• [Records to process]
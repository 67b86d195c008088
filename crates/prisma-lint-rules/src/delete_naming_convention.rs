//! Rule to require an explicit hard-delete name for physical deletes.
//!
//! # Rationale
//!
//! Records are soft-deleted through `update`. A Prisma `delete` or
//! `deleteMany` removes rows for good, so the enclosing function has to say
//! so (`hardDeleteUser`). A plain `deleteUser` that physically removes rows
//! is almost always a soft delete written the wrong way.
//!
//! # Configuration
//!
//! - `prefixes`: accepted hard-delete prefixes (default: `["hardDelete"]`)

use prisma_lint_core::ast::Program;
use prisma_lint_core::utils::{collect_prisma_calls, has_any_prefix, OperationKind};
use prisma_lint_core::{
    message_data, Config, FileContext, MessageTemplate, OptionKind, Rule, RuleOption, Severity,
    Suggestion, Violation,
};

/// Rule code for delete-naming-convention.
pub const CODE: &str = "PL003";

/// Rule name for delete-naming-convention.
pub const NAME: &str = "delete-naming-convention";

const MESSAGES: &[MessageTemplate] = &[MessageTemplate::new(
    "hardDeleteNamingMismatch",
    "`{{functionName}}` physically deletes rows with `{{model}}.{{operation}}()`; its name should start with `{{expectedPrefix}}`",
)];

const OPTIONS: &[RuleOption] = &[RuleOption {
    name: "prefixes",
    kind: OptionKind::StringArray,
    default: "[\"hardDelete\"]",
    description: "Function name prefixes allowed to call delete/deleteMany",
}];

/// Requires `delete`/`deleteMany` calls to live in hard-delete functions.
#[derive(Debug, Clone)]
pub struct DeleteNamingConvention {
    /// Receiver names treated as Prisma clients.
    pub clients: Vec<String>,
    /// Accepted hard-delete prefixes.
    pub prefixes: Vec<String>,
    /// Soft-delete field named in the suggestion.
    pub soft_delete_field: String,
    /// Custom severity.
    pub severity: Severity,
}

impl Default for DeleteNamingConvention {
    fn default() -> Self {
        Self::new()
    }
}

impl DeleteNamingConvention {
    /// Creates a new rule with default settings.
    #[must_use]
    pub fn new() -> Self {
        Self::from_config(&Config::default())
    }

    /// Creates the rule from project conventions and `[rules.delete-naming-convention]`.
    #[must_use]
    pub fn from_config(config: &Config) -> Self {
        let prefixes = config
            .rule(NAME)
            .and_then(|rule| rule.get_str_array("prefixes"))
            .unwrap_or_else(|| vec!["hardDelete".to_string()]);

        Self {
            clients: config.conventions.clients.clone(),
            prefixes,
            soft_delete_field: config.conventions.soft_delete_field.clone(),
            severity: Severity::Error,
        }
    }

    /// Sets the accepted hard-delete prefixes.
    #[must_use]
    pub fn prefixes<I, S>(mut self, prefixes: I) -> Self
    where
        I: IntoIterator<Item = S>,
        S: Into<String>,
    {
        self.prefixes = prefixes.into_iter().map(Into::into).collect();
        self
    }

    /// Sets the severity level.
    #[must_use]
    pub fn severity(mut self, severity: Severity) -> Self {
        self.severity = severity;
        self
    }
}

impl Rule for DeleteNamingConvention {
    fn name(&self) -> &'static str {
        NAME
    }

    fn code(&self) -> &'static str {
        CODE
    }

    fn description(&self) -> &'static str {
        "Requires physical delete calls to live in hardDelete* functions"
    }

    fn default_severity(&self) -> Severity {
        self.severity
    }

    fn messages(&self) -> &'static [MessageTemplate] {
        MESSAGES
    }

    fn options(&self) -> &'static [RuleOption] {
        OPTIONS
    }

    fn check(&self, ctx: &FileContext, program: &Program) -> Vec<Violation> {
        let expected = self.prefixes.first().map_or("hardDelete", String::as_str);

        collect_prisma_calls(program, &self.clients)
            .into_iter()
            .filter(|site| site.call.operation.kind() == OperationKind::Delete)
            .filter_map(|site| {
                let function = site.function?;
                if has_any_prefix(function, &self.prefixes).is_some() {
                    return None;
                }

                let call = site.call;
                let data = message_data([
                    ("functionName", function),
                    ("expectedPrefix", expected),
                    ("model", call.model_name()),
                    ("operation", call.operation.as_str()),
                ]);
                Some(
                    self.report(ctx, call.span(), "hardDeleteNamingMismatch", data)
                        .with_suggestion(Suggestion::new(format!(
                            "Rename to `{expected}...`, or soft-delete with `{}.update({{ data: {{ {}: new Date() }} }})`",
                            call.model_name(),
                            self.soft_delete_field
                        ))),
                )
            })
            .collect()
    }
}
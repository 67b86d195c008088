//! TypeScript and JavaScript front end using Tree-sitter.

use prisma_lint_core::ast::{
    ArrayExpr, CallExpr, Class, Expr, Function, FunctionKind, Ident, Literal, LiteralKind,
    MemberExpr, MemberProp, ObjectExpr, Program, PropKey, Property, Span,
};
use prisma_lint_core::{ParseError, SourceParser};
use tree_sitter::{Language, Node, Parser};

const TS_EXTENSIONS: &[&str] = &[".ts", ".mts", ".cts"];
const EXTENSIONS: &[&str] = &[".ts", ".tsx", ".mts", ".cts", ".js", ".jsx", ".mjs", ".cjs"];

/// Grammar nodes that carry only type information.
const SKIPPED: &[&str] = &[
    "comment",
    "hash_bang_line",
    "type_annotation",
    "type_arguments",
    "type_parameters",
    "interface_declaration",
    "type_alias_declaration",
];

/// Wrappers lowered to their inner expression.
const TRANSPARENT: &[&str] = &[
    "await_expression",
    "parenthesized_expression",
    "as_expression",
    "satisfies_expression",
    "non_null_expression",
];

/// Parses `.ts`, `.tsx`, `.js` and friends into the core syntax tree.
pub struct TypeScriptParser {
    lenient: bool,
}

impl TypeScriptParser {
    /// Creates a parser that rejects sources with syntax errors.
    #[must_use]
    pub fn new() -> Self {
        Self { lenient: false }
    }

    /// Lowers whatever Tree-sitter recovered instead of failing on syntax
    /// errors.
    #[must_use]
    pub fn lenient(mut self, lenient: bool) -> Self {
        self.lenient = lenient;
        self
    }

    fn language(extension: &str) -> Language {
        if extension == ".tsx" {
            tree_sitter_typescript::LANGUAGE_TSX.into()
        } else if TS_EXTENSIONS.contains(&extension) {
            tree_sitter_typescript::LANGUAGE_TYPESCRIPT.into()
        } else {
            tree_sitter_javascript::LANGUAGE.into()
        }
    }
}
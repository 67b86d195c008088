//! Init command implementation.

use anyhow::{bail, Context, Result};
use std::path::Path;

const DEFAULT_CONFIG: &str = r#"# prisma-lint configuration

# recommended (default), strict or minimal
preset = "recommended"

# Exit with status 1 when a violation at this severity or above remains
# fail_on = "error"

[analyzer]
# Glob patterns to exclude from analysis (replaces the defaults)
exclude = [
    "**/node_modules/**",
    "**/dist/**",
    "**/build/**",
    "**/coverage/**",
    "**/.next/**",
]

# Respect .gitignore files
respect_gitignore = true

[conventions]
# Receivers treated as Prisma clients (`this.prisma.user.create(...)`)
clients = ["prisma", "tx", "transaction"]
soft_delete_field = "deletedAt"
suspend_field = "suspendedAt"

# Rule configurations
# Each rule can be enabled/disabled and have its severity overridden

[rules.create-no-deleted-at]
enabled = true

[rules.update-naming-convention]
enabled = true
# delete_prefix = "delete"
# restore_prefix = "restore"
# suspend_prefix = "suspend"
# update_prefix = "update"

[rules.delete-naming-convention]
enabled = true
# prefixes = ["hardDelete"]

[rules.find-naming-convention]
# severity = "error"
# prefixes = ["find", "get", "list", "count", "exists", "search"]
# allow_in_write_functions = true

[rules.repository-access-restriction]
# allowed_files = ["**/*.repository.ts", "**/repositories/**", "**/prisma/**"]
# allowed_classes = ["Repository", "QueryService", "CommandService"]
allow_in_tests = true
"#;

/// Config file written by `init`.
const CONFIG_FILE: &str = "prisma-lint.toml";

/// Runs the init command.
pub fn run(force: bool) -> Result<()> {
    write_config(Path::new(CONFIG_FILE), force)?;

    println!("Created {CONFIG_FILE}");
    println!("\nNext steps:");
    println!("  1. Edit {CONFIG_FILE} to configure rules");
    println!("  2. Run: prisma-lint check");

    Ok(())
}

fn write_config(config_path: &Path, force: bool) -> Result<()> {
    if config_path.exists() && !force {
        bail!(
            "Configuration file already exists at {}. Use --force to overwrite.",
            config_path.display()
        );
    }

    std::fs::write(config_path, DEFAULT_CONFIG)
        .with_context(|| format!("Failed to write {}", config_path.display()))
}

#[cfg(test)]
mod tests {
    use super::*;
    use prisma_lint_core::{Config, Severity};
    use tempfile::TempDir;

    #[test]
    fn template_parses_to_defaults() {
        let config = Config::parse(DEFAULT_CONFIG).unwrap();
        assert_eq!(config.preset.as_deref(), Some("recommended"));
        assert_eq!(config.fail_threshold(), Severity::Error);
        assert_eq!(config.conventions.soft_delete_field, "deletedAt");
        assert!(config.is_rule_enabled("find-naming-convention"));
        assert!(config
            .rule("repository-access-restriction")
            .is_some_and(|r| r.get_bool("allow_in_tests", false)));
    }

    #[test]
    fn refuses_to_overwrite_without_force() {
        let tmp = TempDir::new().unwrap();
        let path = tmp.path().join(CONFIG_FILE);
        std::fs::write(&path, "preset = \"strict\"\n").unwrap();

        let err = write_config(&path, false).unwrap_err();
        assert!(err.to_string().contains("--force"));
        assert_eq!(std::fs::read_to_string(&path).unwrap(), "preset = \"strict\"\n");

        write_config(&path, true).unwrap();
        assert_eq!(std::fs::read_to_string(&path).unwrap(), DEFAULT_CONFIG);
    }
}
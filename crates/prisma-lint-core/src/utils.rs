//! Utility modules for rule implementations.

pub mod allowance;
pub mod naming;
pub mod payload;
pub mod prisma;

// Re-export commonly used utilities for rule implementations
#[doc(inline)]
pub use allowance::{apply_allow_directives, check_allow_with_reason, AllowCheck};
#[doc(inline)]
pub use naming::{has_any_prefix, has_prefix, FunctionScope};
#[doc(inline)]
pub use payload::{field_state, write_payload, FieldState, Payload};
#[doc(inline)]
pub use prisma::{collect_prisma_calls, Operation, OperationKind, PrismaCall, PrismaCallSite};
//! Shared output formatting for lint results.

use anyhow::Result;
use miette::GraphicalReportHandler;
use prisma_lint_core::{LintResult, Severity, ViolationDiagnostic};
use std::collections::HashMap;
use std::fmt::Write as _;
use std::io::IsTerminal;
use std::path::{Path, PathBuf};

use crate::OutputFormat;

/// Print lint results in the specified format.
///
/// `root` is the analyzed directory; `pretty` reads sources relative to it.
pub fn print(result: &LintResult, format: OutputFormat, root: &Path) -> Result<()> {
    match format {
        OutputFormat::Text => print!("{}", render_text(result, std::io::stdout().is_terminal())),
        OutputFormat::Json => println!("{}", serde_json::to_string_pretty(result)?),
        OutputFormat::Compact => print!("{}", render_compact(result)),
        OutputFormat::Pretty => print!("{}", render_pretty(result, root)),
    }
    Ok(())
}

fn paint(text: &str, ansi: &str, color: bool) -> String {
    if color {
        format!("\x1b[{ansi}m{text}\x1b[0m")
    } else {
        text.to_string()
    }
}

fn severity_color(severity: Severity) -> &'static str {
    match severity {
        Severity::Error => "31",
        Severity::Warning => "33",
        Severity::Info => "34",
    }
}

pub(crate) fn render_text(result: &LintResult, color: bool) -> String {
    let mut out = String::new();

    for violation in &result.violations {
        let severity = violation.severity.to_string();
        let _ = writeln!(
            out,
            "{} {} at {}:{}:{}",
            violation.code,
            violation.rule,
            violation.location.file.display(),
            violation.location.line,
            violation.location.column,
        );
        let _ = writeln!(
            out,
            "  {}: {}",
            paint(&severity, severity_color(violation.severity), color),
            violation.message
        );
        for label in &violation.labels {
            let _ = writeln!(
                out,
                "  = note: {} ({}:{})",
                label.message, label.location.line, label.location.column
            );
        }
        if let Some(suggestion) = &violation.suggestion {
            let _ = writeln!(out, "  = help: {}", suggestion.message);
        }
        out.push('\n');
    }

    for skipped in &result.files_skipped {
        let _ = writeln!(out, "skipped (parse error): {}", skipped.display());
    }

    let (errors, warnings, _) = result.count_by_severity();
    let summary_color = if errors > 0 {
        "31"
    } else if warnings > 0 {
        "33"
    } else {
        "32"
    };
    let _ = writeln!(out, "{}", paint(&result.summary(), summary_color, color));
    out
}

pub(crate) fn render_compact(result: &LintResult) -> String {
    let mut out = String::new();
    for violation in &result.violations {
        let _ = writeln!(
            out,
            "{}:{}:{}: {} [{}] {}",
            violation.location.file.display(),
            violation.location.line,
            violation.location.column,
            violation.severity,
            violation.code,
            violation.message,
        );
    }
    out
}

fn render_pretty(result: &LintResult, root: &Path) -> String {
    let handler = GraphicalReportHandler::new();
    let mut sources: HashMap<PathBuf, Option<String>> = HashMap::new();
    let mut out = String::new();

    for violation in &result.violations {
        let file = &violation.location.file;
        let content = sources
            .entry(file.clone())
            .or_insert_with(|| std::fs::read_to_string(root.join(file)).ok());

        let mut diagnostic = ViolationDiagnostic::from(violation);
        if let Some(content) = content {
            diagnostic = diagnostic.with_source(file.display().to_string(), content.clone());
        }
        if handler.render_report(&mut out, &diagnostic).is_err() {
            let _ = writeln!(out, "{violation}");
        }
        out.push('\n');
    }

    let _ = writeln!(out, "{}", result.summary());
    out
}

• [Task item]
Transcribe the lines from the first line of the records through the line that contains "Records are soft-deleted", both included, and add nothing else.

• [Solution below]
repository 67b86d195c008088
filename crates/prisma-lint-rules/src/delete_naming_convention.rs
//! Rule to require an explicit hard-delete name for physical deletes.
//!
//! # Rationale
//!
//! Records are soft-deleted through `update`. A Prisma `delete` or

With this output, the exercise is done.